-- The data follows --
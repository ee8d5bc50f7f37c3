//! Database configuration.

use serde::{Deserialize, Serialize};

/// Database connection pool configuration.
#[derive(Debug, Clone, Serialize, Deserialize)]
pub struct DatabaseConfig {
    /// PostgreSQL connection URL.
    #[serde(default = "default_url")]
    pub url: String,
    /// Maximum number of connections in the pool.
    #[serde(default = "default_max_connections")]
    pub max_connections: u32,
    /// Minimum number of connections in the pool.
    #[serde(default = "default_min_connections")]
    pub min_connections: u32,
    /// Connection timeout in seconds.
    #[serde(default = "default_connect_timeout")]
    pub connect_timeout_seconds: u64,
    /// Idle connection timeout in seconds.
    #[serde(default = "default_idle_timeout")]
    pub idle_timeout_seconds: u64,
}

impl Default for DatabaseConfig {
    fn default() -> Self {
        Self {
            url: default_url(),
            max_connections: default_max_connections(),
            min_connections: default_min_connections(),
            connect_timeout_seconds: default_connect_timeout(),
            idle_timeout_seconds: default_idle_timeout(),
        }
    }
}

fn default_url() -> String {
    "postgres://localhost:5432/coachsync".to_string()
}

fn default_max_connections() -> u32 {
    10
}

fn default_min_connections() -> u32 {
    1
}

fn default_connect_timeout() -> u64 {
    10
}

fn default_idle_timeout() -> u64 {
    300
}
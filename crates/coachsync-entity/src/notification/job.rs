//! Notification job entity model.

use chrono::{DateTime, NaiveDate, Utc};
use serde::{Deserialize, Serialize};
use sqlx::FromRow;
use uuid::Uuid;

use super::status::{NotificationJobStatus, NotificationMode};

/// A planned reminder for one user and one occurrence.
#[derive(Debug, Clone, Serialize, Deserialize, FromRow)]
pub struct NotificationJob {
    /// Unique job identifier.
    pub id: Uuid,
    /// Recipient.
    pub user_id: Uuid,
    /// Program the reminder belongs to.
    pub program_id: Option<Uuid>,
    /// Scheduled session the reminder belongs to.
    pub program_schedule_id: Option<Uuid>,
    /// Personal goal the reminder belongs to.
    pub personal_goal_id: Option<Uuid>,
    /// Local calendar date of the occurrence.
    pub reminder_date: NaiveDate,
    /// What the reminder is about.
    pub mode: NotificationMode,
    /// When the reminder should go out.
    pub fire_at: DateTime<Utc>,
    /// Localized push payload.
    pub payload: serde_json::Value,
    /// Stable identity of the occurrence across planning runs.
    pub dedupe_key: String,
    /// Current status.
    pub status: NotificationJobStatus,
    /// Delivery attempts so far, including the one in flight.
    pub attempt_count: i32,
    /// Earliest time of the next attempt.
    pub next_attempt_at: DateTime<Utc>,
    /// When the job reached a terminal delivery state.
    pub processed_at: Option<DateTime<Utc>>,
    /// Error of the most recent failed attempt.
    pub last_error: Option<String>,
    /// When the job was created.
    pub created_at: DateTime<Utc>,
    /// When the job was last updated.
    pub updated_at: DateTime<Utc>,
}

/// A job the planner wants to exist.
///
/// `status` is either `Pending` or `SkippedQuietHours`; in the latter case
/// `processed_at` carries the planning time.
#[derive(Debug, Clone, PartialEq, Serialize, Deserialize)]
pub struct JobCandidate {
    /// Recipient.
    pub user_id: Uuid,
    /// Program the reminder belongs to.
    pub program_id: Option<Uuid>,
    /// Scheduled session the reminder belongs to.
    pub program_schedule_id: Option<Uuid>,
    /// Personal goal the reminder belongs to.
    pub personal_goal_id: Option<Uuid>,
    /// Local calendar date of the occurrence.
    pub reminder_date: NaiveDate,
    /// What the reminder is about.
    pub mode: NotificationMode,
    /// When the reminder should go out.
    pub fire_at: DateTime<Utc>,
    /// Localized push payload.
    pub payload: serde_json::Value,
    /// Stable identity of the occurrence.
    pub dedupe_key: String,
    /// Initial status.
    pub status: NotificationJobStatus,
    /// Set when the candidate is born terminal.
    pub processed_at: Option<DateTime<Utc>>,
}

impl JobCandidate {
    /// First attempt time for a fresh row.
    pub fn next_attempt_at(&self) -> DateTime<Utc> {
        self.fire_at
    }
}
//! # coachsync-database
//!
//! PostgreSQL connection management, the store traits the engine is
//! written against, and their sqlx repository implementations.

pub mod connection;
pub mod migration;
pub mod repositories;
pub mod store;

pub use connection::DatabasePool;
pub use store::{
    DeliveryLogStore, JobStore, MirrorStore, OutboxStore, PreferenceStore, ScheduleSource,
    SubscriptionStore, UserDirectory,
};
//! Convenience result type alias for CoachSync.

use crate::error::AppError;

/// A specialized `Result` type for CoachSync operations.
///
/// This is defined as a convenience so that every crate does not need to
/// write `Result<T, AppError>` explicitly.
pub type AppResult<T> = Result<T, AppError>;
-- The data concluded --
# Prompt
Only lines containing the word "identity" should appear in the answer, and every such line from the records above must be there.

# Problem solution
    /// Stable identity of the occurrence across planning runs.
    /// Stable identity of the occurrence.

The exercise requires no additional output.